Cason-- OK, I like that name. And also you mentioned the thing about high upside, which, I think, oftentimes, when we talk about drafts, we're looking for that guy. Who has the most upside that you can get? And you're picking at 13.

What the Raptors have done, I think, really well is late in drafts, find guys like Pascal Siakam and OG Anunoby, granted with injuries, and all these guys that have really high upsides late in the draft. But the one time that they had a lottery pick prior to Scottie Barnes, they took Jakob Poeltl, who wasn't the high upside guy, but was just like, his floor is going to be high. We know that he's going to be a good basketball player, even if he doesn't have the upside of a Pascal Siakam. Those are two guys in the same draft.

And so I think people see Masai as being someone who is a little risk taker with his picks, but I think he's actually proven to be more conservative when he does have a sort of mid to late lottery pick like Jakob Poeltl was. That was a tenth overall pick, and I think he went with the most conservative option there. So I wouldn't be surprised if he does the same this time. I think a lot of people are looking at upside, but I wouldn't put it past him to pick the safest bet there as well. Does that makes sense?
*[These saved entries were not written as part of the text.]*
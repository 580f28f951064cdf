//! Attention-based sequence-to-sequence decoder for speech recognition.
//!
//! The decoder consumes encoder features `[batch, time, hidden]` and emits tokens
//! until the end token. Weights come from a safetensors file, or are freshly
//! initialized when none is given.
//!
//! ```bash
//! # Greedy decoding of encoder features stored as a [1, time, hidden] npy array
//! cargo run --example seq2seq --release -- \
//!     --config decoder.json --weights decoder.safetensors decode --input feats.npy
//!
//! # Beam search with the attention trace saved next to the input
//! cargo run --example seq2seq --release -- \
//!     --config decoder.json --weights decoder.safetensors \
//!     decode --input feats.npy --beam-size 8 --save-attention attn.npy
//!
//! # Fit a fresh decoder on random data
//! cargo run --example seq2seq --release -- train --steps 100 --lr 1e-3
//!
//! # Word and token error rates over random utterances on 4 threads
//! cargo run --example seq2seq --release -- test --n-samples 16 --n-threads 4
//! ```

#[cfg(feature = "accelerate")]
extern crate accelerate_src;
#[cfg(feature = "mkl")]
extern crate intel_mkl_src;

use anyhow::Result;
use candle::{DType, Device, Tensor};
use candle_nn::{Optimizer, VarBuilder, VarMap};
use clap::{Parser, Subcommand};
use rand::{Rng, SeedableRng};
use std::path::{Path, PathBuf};

use candle_asr::eval::{self, EvalConfig, Sample, Transcripts};
use candle_asr::models::seq2seq::{Config, Seq2SeqCriterion};

#[derive(Subcommand, Debug)]
enum Command {
    /// Decode the encoder features of one utterance.
    Decode {
        /// Encoder output `[1, time, hidden]` or `[time, hidden]` as an npy file.
        #[arg(long)]
        input: PathBuf,

        /// Use beam search with this many hypotheses instead of greedy decoding.
        #[arg(long)]
        beam_size: Option<usize>,

        /// Write the greedy attention trace `[steps, time]` to this npy file.
        #[arg(long)]
        save_attention: Option<PathBuf>,
    },
    /// Train the decoder on random encoder features and targets.
    Train {
        #[arg(long, default_value_t = 50)]
        steps: usize,

        #[arg(long, default_value_t = 1e-3)]
        lr: f64,

        #[arg(long, default_value_t = 4)]
        batch_size: usize,

        #[arg(long, default_value_t = 40)]
        time: usize,

        #[arg(long, default_value_t = 12)]
        target_len: usize,

        /// Save the trained weights to this safetensors file.
        #[arg(long)]
        save: Option<PathBuf>,
    },
    /// Greedy-decode random utterances and report error rates.
    Test {
        #[arg(long, default_value_t = 8)]
        n_samples: usize,

        #[arg(long, default_value_t = 1)]
        n_threads: usize,

        #[arg(long, default_value_t = 30)]
        time: usize,

        /// Token dictionary, one token per line. Tokens are named by their id
        /// otherwise.
        #[arg(long)]
        dictionary: Option<PathBuf>,

        /// Print every hypothesis and reference.
        #[arg(long)]
        show: bool,

        /// Write `<hyp> (<id>)` lines here, and reference lines next to it.
        #[arg(long)]
        hyp_output: Option<PathBuf>,
    },
}

#[derive(Parser, Debug)]
#[command(author, version, about = "Seq2seq attention decoder for speech recognition")]
struct Args {
    /// Run on CPU rather than on GPU.
    #[arg(long)]
    cpu: bool,

    /// Enable tracing (generates a trace-timestamp.json file).
    #[arg(long)]
    tracing: bool,

    /// Log decoder progress to stderr.
    #[arg(long)]
    verbose: bool,

    /// Decoder configuration as a JSON file, defaults are used otherwise.
    #[arg(long)]
    config: Option<PathBuf>,

    /// Decoder weights as a safetensors file.
    #[arg(long)]
    weights: Option<PathBuf>,

    /// Seed for scheduled sampling and the random data of `train` and `test`.
    #[arg(long, default_value_t = 299792458)]
    seed: u64,

    #[command(subcommand)]
    command: Command,
}

fn load_config(args: &Args) -> Result<Config> {
    let mut cfg = match &args.config {
        Some(path) => Config::from_json(&std::fs::read_to_string(path)?)?,
        None => Config::default(),
    };
    cfg.seed.get_or_insert(args.seed);
    Ok(cfg)
}

fn load_criterion(
    args: &Args,
    cfg: Config,
    device: &Device,
) -> Result<(Seq2SeqCriterion, VarMap)> {
    let varmap = VarMap::new();
    let criterion = match &args.weights {
        Some(path) => {
            println!("Loading weights from {:?}...", path);
            let vb = unsafe { VarBuilder::from_mmaped_safetensors(&[path], DType::F32, device)? };
            Seq2SeqCriterion::from_config(cfg, vb)?
        }
        None => {
            println!("No weights given, initializing a fresh decoder");
            let vb = VarBuilder::from_varmap(&varmap, DType::F32, device);
            Seq2SeqCriterion::from_config(cfg, vb)?
        }
    };
    Ok((criterion, varmap))
}

/// Random targets ending in the end token, without pad or end tokens inside.
fn random_targets<R: Rng>(rng: &mut R, cfg: &Config, len: usize) -> Vec<u32> {
    let mut target: Vec<u32> = (0..len.saturating_sub(1))
        .map(|_| loop {
            let token = rng.random_range(0..cfg.vocab_size as u32);
            if token != cfg.eos_id && token != cfg.pad_id {
                break token;
            }
        })
        .collect();
    target.push(cfg.eos_id);
    target
}

fn decode(
    criterion: &mut Seq2SeqCriterion,
    input: &Path,
    beam_size: Option<usize>,
    save_attention: Option<&Path>,
    device: &Device,
) -> Result<()> {
    let input = Tensor::read_npy(input)?.to_dtype(DType::F32)?.to_device(device)?;
    let input = match input.rank() {
        2 => input.unsqueeze(0)?,
        3 => input,
        rank => anyhow::bail!("expected encoder output of rank 2 or 3, got {rank}"),
    };
    println!("Encoder output: {:?}", input.shape());

    let start = std::time::Instant::now();
    let (path, alpha) = match beam_size {
        Some(beam_size) => (criterion.beam_path(&input, None, beam_size)?, None),
        None => criterion.viterbi_path_base(&input, None, save_attention.is_some())?,
    };
    println!("Decoded {} tokens in {:.2?}", path.len(), start.elapsed());
    println!("{path:?}");

    match (save_attention, alpha) {
        (Some(out), Some(alpha)) => {
            alpha.write_npy(out)?;
            println!("Attention trace {:?} written to {:?}", alpha.shape(), out);
        }
        (Some(_), None) if beam_size.is_some() => {
            println!("Attention traces are only saved for greedy decoding");
        }
        _ => {}
    }
    Ok(())
}

#[allow(clippy::too_many_arguments)]
fn train(
    criterion: &mut Seq2SeqCriterion,
    varmap: &VarMap,
    steps: usize,
    lr: f64,
    batch_size: usize,
    time: usize,
    target_len: usize,
    save: Option<&Path>,
    seed: u64,
    device: &Device,
) -> Result<()> {
    let vars = varmap.all_vars();
    if vars.is_empty() {
        anyhow::bail!("weights loaded from a file cannot be trained, drop --weights")
    }
    let cfg = criterion.config().clone();
    let mut rng = rand::rngs::StdRng::seed_from_u64(seed);
    let input = Tensor::randn(0f32, 1., (batch_size, time, cfg.hidden_size), device)?;
    let targets: Vec<u32> = (0..batch_size)
        .flat_map(|_| random_targets(&mut rng, &cfg, target_len))
        .collect();
    let target = Tensor::from_vec(targets, (batch_size, target_len), device)?;

    let params = candle_nn::ParamsAdamW {
        lr,
        ..Default::default()
    };
    let mut opt = candle_nn::AdamW::new(vars, params)?;
    criterion.train();
    for step in 0..steps {
        let (losses, _) = criterion.forward(&input, &target, None, None)?;
        let loss = losses.mean_all()?;
        opt.backward_step(&loss)?;
        tracing::debug!(step, "optimizer step");
        if step % 10 == 0 || step + 1 == steps {
            println!("step {step:5}: loss {:.4}", loss.to_scalar::<f32>()?);
        }
    }

    criterion.eval();
    let first = input.narrow(0, 0, 1)?;
    println!("greedy path after training: {:?}", criterion.viterbi_path(&first, None)?);
    println!("target:                     {:?}", target.get(0)?.to_vec1::<u32>()?);

    if let Some(path) = save {
        varmap.save(path)?;
        println!("Weights saved to {:?}", path);
    }
    Ok(())
}

#[allow(clippy::too_many_arguments)]
fn test(
    criterion: &Seq2SeqCriterion,
    n_samples: usize,
    n_threads: usize,
    time: usize,
    dictionary: Option<&Path>,
    show: bool,
    hyp_output: Option<&Path>,
    seed: u64,
    device: &Device,
) -> Result<()> {
    let cfg = criterion.config();
    let dictionary = match dictionary {
        Some(path) => candle_examples::load_dictionary(path)?,
        None => (0..cfg.vocab_size).map(|i| i.to_string()).collect(),
    };
    let mut rng = rand::rngs::StdRng::seed_from_u64(seed);
    let samples = (0..n_samples)
        .map(|i| {
            let encoder_output = Tensor::randn(0f32, 1., (1, time, cfg.hidden_size), device)?;
            let len = rng.random_range(2..=cfg.max_decoder_output_len.clamp(2, 10));
            Ok(Sample {
                id: format!("utt{i}"),
                encoder_output,
                input_size: None,
                target: random_targets(&mut rng, cfg, len),
            })
        })
        .collect::<Result<Vec<_>>>()?;

    let eval_cfg = EvalConfig {
        n_threads,
        show,
        ..Default::default()
    };
    let report = match hyp_output {
        Some(path) => {
            let hyp = std::fs::File::create(path)?;
            let reference = std::fs::File::create(path.with_extension("ref"))?;
            let transcripts = Transcripts::new(hyp, reference);
            eval::run(criterion, &samples, &dictionary, &eval_cfg, device, Some(&transcripts))?
        }
        None => eval::run::<std::fs::File>(
            criterion,
            &samples,
            &dictionary,
            &eval_cfg,
            device,
            None,
        )?,
    };
    println!(
        "{} samples, WER {:.2}%, TER {:.2}%, {:.2?} decoding, {:.2?} wall",
        report.n_samples, report.wer, report.ter, report.decode_time, report.wall_time
    );
    Ok(())
}

fn main() -> Result<()> {
    use tracing_chrome::ChromeLayerBuilder;
    use tracing_subscriber::prelude::*;

    let args = Args::parse();

    let _guard = if args.tracing {
        let (chrome_layer, guard) = ChromeLayerBuilder::new().build();
        tracing_subscriber::registry().with(chrome_layer).init();
        Some(guard)
    } else {
        if args.verbose {
            tracing_subscriber::registry()
                .with(tracing_subscriber::fmt::layer().with_writer(std::io::stderr))
                .with(tracing_subscriber::filter::LevelFilter::DEBUG)
                .init();
        }
        None
    };

    let device = candle_examples::device(args.cpu)?;
    println!("Using device: {:?}", device);

    let cfg = load_config(&args)?;
    println!(
        "Decoder: vocab {}, hidden {}, {} attention round(s), sampling {}",
        cfg.vocab_size, cfg.hidden_size, cfg.n_attn_round, cfg.sampling_strategy
    );
    let (mut criterion, varmap) = load_criterion(&args, cfg, &device)?;

    match &args.command {
        Command::Decode {
            input,
            beam_size,
            save_attention,
        } => decode(
            &mut criterion,
            input,
            *beam_size,
            save_attention.as_deref(),
            &device,
        )?,
        Command::Train {
            steps,
            lr,
            batch_size,
            time,
            target_len,
            save,
        } => train(
            &mut criterion,
            &varmap,
            *steps,
            *lr,
            *batch_size,
            *time,
            *target_len,
            save.as_deref(),
            args.seed,
            &device,
        )?,
        Command::Test {
            n_samples,
            n_threads,
            time,
            dictionary,
            show,
            hyp_output,
        } => {
            criterion.eval();
            test(
                &criterion,
                *n_samples,
                *n_threads,
                *time,
                dictionary.as_deref(),
                *show,
                hyp_output.as_deref(),
                args.seed,
                &device,
            )?
        }
    }
    Ok(())
}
STEPHEN GILLASPIE: Yeah. That makes that makes a lot of sense. And I think, too, like based on what we know about how Toronto has attacked the draft-- or the great thing about the Raptors is that they kind of have like a template of a player at each position that they prefer. And--

IMMAN ADAN: A power forward.


STEPHEN GILLASPIE: A power forward.

IMMAN ADAN: Point guard, power forward, center, power forward.
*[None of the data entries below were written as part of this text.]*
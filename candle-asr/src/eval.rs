//! Multi-threaded greedy evaluation with word and token error rates.
//!
//! Samples are sharded round-robin over `n_threads` workers: worker `tid` decodes
//! samples `tid, tid + n_threads, ...` with its own copy of the criterion. Each
//! worker accumulates its own [`SliceMeters`]; they are summed once all workers
//! are done. Transcript lines are appended to shared writers guarded by a mutex.
//! The first failing worker aborts the run and its error is returned.
use std::io::Write;
use std::sync::Mutex;
use std::time::{Duration, Instant};

use candle::{Device, Result, Tensor};
use rayon::prelude::*;

use crate::models::seq2seq::Seq2SeqCriterion;

/// One utterance to decode.
#[derive(Debug, Clone)]
pub struct Sample {
    pub id: String,
    /// Encoder output `[1, time, hidden]`.
    pub encoder_output: Tensor,
    /// Number of valid encoder frames.
    pub input_size: Option<usize>,
    /// Reference token ids; end and pad tokens are ignored.
    pub target: Vec<u32>,
}

#[derive(Debug, Clone)]
pub struct EvalConfig {
    pub n_threads: usize,
    /// Token marking word boundaries.
    pub word_separator: String,
    /// Log reference and prediction of every sample.
    pub show: bool,
}

impl Default for EvalConfig {
    fn default() -> Self {
        Self {
            n_threads: 1,
            word_separator: "|".to_string(),
            show: false,
        }
    }
}

/// Hypothesis and reference transcripts, one `"<words> (<id>)"` line per sample.
#[derive(Debug)]
pub struct Transcripts<W> {
    hyp: Mutex<W>,
    reference: Mutex<W>,
}

impl<W: Write> Transcripts<W> {
    pub fn new(hyp: W, reference: W) -> Self {
        Self {
            hyp: Mutex::new(hyp),
            reference: Mutex::new(reference),
        }
    }

    fn write_line(writer: &Mutex<W>, line: &str) -> Result<()> {
        let mut writer = writer
            .lock()
            .map_err(|_| candle::Error::Msg("transcript writer poisoned".to_string()))?;
        writer.write_all(line.as_bytes())?;
        Ok(())
    }

    pub fn write_hyp(&self, line: &str) -> Result<()> {
        Self::write_line(&self.hyp, line)
    }

    pub fn write_ref(&self, line: &str) -> Result<()> {
        Self::write_line(&self.reference, line)
    }

    /// Returns `(hyp, reference)`.
    pub fn into_inner(self) -> Result<(W, W)> {
        let poisoned = |_| candle::Error::Msg("transcript writer poisoned".to_string());
        Ok((
            self.hyp.into_inner().map_err(poisoned)?,
            self.reference.into_inner().map_err(poisoned)?,
        ))
    }
}

/// Counters of a single worker.
#[derive(Debug, Clone, Default, PartialEq)]
pub struct SliceMeters {
    pub word_errors: usize,
    pub token_errors: usize,
    pub n_words: usize,
    pub n_tokens: usize,
    pub n_samples: usize,
    pub elapsed: Duration,
}

impl SliceMeters {
    fn merge(&mut self, other: &SliceMeters) {
        self.word_errors += other.word_errors;
        self.token_errors += other.token_errors;
        self.n_words += other.n_words;
        self.n_tokens += other.n_tokens;
        self.n_samples += other.n_samples;
        self.elapsed += other.elapsed;
    }
}

#[derive(Debug, Clone, PartialEq)]
pub struct EvalReport {
    pub n_samples: usize,
    pub n_words: usize,
    pub n_tokens: usize,
    /// Word error rate in percent.
    pub wer: f64,
    /// Token error rate in percent.
    pub ter: f64,
    /// Decoding time summed over workers.
    pub decode_time: Duration,
    pub wall_time: Duration,
}

/// Levenshtein distance between two sequences.
pub fn edit_distance<T: PartialEq>(a: &[T], b: &[T]) -> usize {
    let mut prev: Vec<usize> = (0..=b.len()).collect();
    let mut curr = vec![0; b.len() + 1];
    for (i, x) in a.iter().enumerate() {
        curr[0] = i + 1;
        for (j, y) in b.iter().enumerate() {
            let substitution = prev[j] + usize::from(x != y);
            curr[j + 1] = substitution.min(prev[j + 1] + 1).min(curr[j] + 1);
        }
        std::mem::swap(&mut prev, &mut curr);
    }
    prev[b.len()]
}

/// Percentage of `errors` over `units`; errors without any reference unit give infinity.
pub fn error_rate(errors: usize, units: usize) -> f64 {
    if units > 0 {
        errors as f64 / units as f64 * 100.0
    } else if errors > 0 {
        f64::INFINITY
    } else {
        0.0
    }
}

/// Maps token ids to their dictionary entries, dropping the ids in `skip`.
pub fn tokens_to_letters(tokens: &[u32], dictionary: &[String], skip: &[u32]) -> Result<Vec<String>> {
    tokens
        .iter()
        .filter(|t| !skip.contains(t))
        .map(|&t| match dictionary.get(t as usize) {
            Some(entry) => Ok(entry.clone()),
            None => candle::bail!("token {t} outside dictionary of {} entries", dictionary.len()),
        })
        .collect()
}

/// Splits letters into words at `separator`.
pub fn letters_to_words(letters: &[String], separator: &str) -> Vec<String> {
    let mut words = vec![];
    let mut current = String::new();
    for letter in letters {
        if letter == separator {
            if !current.is_empty() {
                words.push(std::mem::take(&mut current));
            }
        } else {
            current.push_str(letter);
        }
    }
    if !current.is_empty() {
        words.push(current);
    }
    words
}

fn run_shard<W: Write>(
    tid: usize,
    criterion: &Seq2SeqCriterion,
    samples: &[Sample],
    dictionary: &[String],
    cfg: &EvalConfig,
    device: &Device,
    transcripts: Option<&Transcripts<W>>,
) -> Result<SliceMeters> {
    let mut criterion = criterion.clone();
    criterion.eval();
    let skip = [criterion.config().eos_id, criterion.config().pad_id];
    let shard_len = samples.len().saturating_sub(tid).div_ceil(cfg.n_threads);

    let mut meters = SliceMeters::default();
    let start = Instant::now();
    for (cnt, sample) in samples.iter().skip(tid).step_by(cfg.n_threads).enumerate() {
        let input = sample.encoder_output.to_device(device)?;
        let input_sizes = sample.input_size.map(|size| [size]);
        let prediction = criterion.viterbi_path(&input, input_sizes.as_ref().map(|s| s.as_slice()))?;

        let letter_target = tokens_to_letters(&sample.target, dictionary, &skip)?;
        let letter_prediction = tokens_to_letters(&prediction, dictionary, &skip)?;
        let word_target = letters_to_words(&letter_target, &cfg.word_separator);
        let word_prediction = letters_to_words(&letter_prediction, &cfg.word_separator);

        let token_errors = edit_distance(&letter_prediction, &letter_target);
        let word_errors = edit_distance(&word_prediction, &word_target);
        meters.token_errors += token_errors;
        meters.word_errors += word_errors;
        meters.n_tokens += letter_target.len();
        meters.n_words += word_target.len();
        meters.n_samples += 1;

        if let Some(transcripts) = transcripts {
            transcripts.write_ref(&format!("{} ({})\n", word_target.join(" "), sample.id))?;
            transcripts.write_hyp(&format!("{} ({})\n", word_prediction.join(" "), sample.id))?;
        }
        if cfg.show {
            tracing::info!(
                "|T|: {}\n|P|: {}\n[sample: {}, WER: {:.2}%, TER: {:.2}%, total WER: {:.2}%, total TER: {:.2}%, progress (thread {tid}): {:.1}%]",
                letter_target.join(" "),
                letter_prediction.join(" "),
                sample.id,
                error_rate(word_errors, word_target.len()),
                error_rate(token_errors, letter_target.len()),
                error_rate(meters.word_errors, meters.n_words),
                error_rate(meters.token_errors, meters.n_tokens),
                (cnt + 1) as f64 / shard_len as f64 * 100.0,
            );
        }
    }
    meters.elapsed = start.elapsed();
    tracing::debug!(tid, samples = meters.n_samples, elapsed = ?meters.elapsed, "shard done");
    Ok(meters)
}

/// Greedy-decodes every sample and reports word and token error rates.
pub fn run<W: Write + Send>(
    criterion: &Seq2SeqCriterion,
    samples: &[Sample],
    dictionary: &[String],
    cfg: &EvalConfig,
    device: &Device,
    transcripts: Option<&Transcripts<W>>,
) -> Result<EvalReport> {
    if cfg.n_threads == 0 {
        candle::bail!("evaluation needs at least one thread")
    }
    let pool = rayon::ThreadPoolBuilder::new()
        .num_threads(cfg.n_threads)
        .build()
        .map_err(candle::Error::wrap)?;

    let start = Instant::now();
    let slices = pool.install(|| {
        (0..cfg.n_threads)
            .into_par_iter()
            .map(|tid| run_shard(tid, criterion, samples, dictionary, cfg, device, transcripts))
            .collect::<Result<Vec<_>>>()
    })?;
    let wall_time = start.elapsed();

    let mut total = SliceMeters::default();
    for slice in &slices {
        total.merge(slice);
    }
    let report = EvalReport {
        n_samples: total.n_samples,
        n_words: total.n_words,
        n_tokens: total.n_tokens,
        wer: error_rate(total.word_errors, total.n_words),
        ter: error_rate(total.token_errors, total.n_tokens),
        decode_time: total.elapsed,
        wall_time,
    };
    let per_sample = if report.n_samples > 0 {
        report.decode_time.as_secs_f64() / report.n_samples as f64
    } else {
        0.0
    };
    tracing::info!(
        "[Test ({} samples) in {:.2}s (actual decoding time {per_sample:.3}s/sample) -- WER: {:.6}%, TER: {:.6}%]",
        report.n_samples,
        report.wall_time.as_secs_f64(),
        report.wer,
        report.ter,
    );
    Ok(report)
}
STEPHEN GILLASPIE: Correct. Right? But I think that they identify those types of players in both the draft and in the trade market too. So I think that what we've seen with the Raptors kind of being a little bit deficient at that lead guard position, I think that we could acknowledge that probably benefit from having some relief for your frontcourt players by adding at least one guard who 6'4", so he's not going to be like the biggest guard. But he's also not tiny.

IMMAN ADAN: Not tiny, yeah.

STEPHEN GILLASPIE: Right? He's super long, can defend the one and the two, so that's going to be valuable. And he's going to be able to play well off of and complement that frontcourt. So a little bit of give and take, but not too much of an overbearing type of player that is going to like force the Raptors for whatever reason to change their style of play too terribly much, but can relieve those guys from going deeper in their bag than I guess they necessarily have to.

IMMAN ADAN: I think that's sort of music to a lot of Raptor fans ears. What everybody wants is just a 6'4" player. Can we get someone who's 6'4" to 6'6"?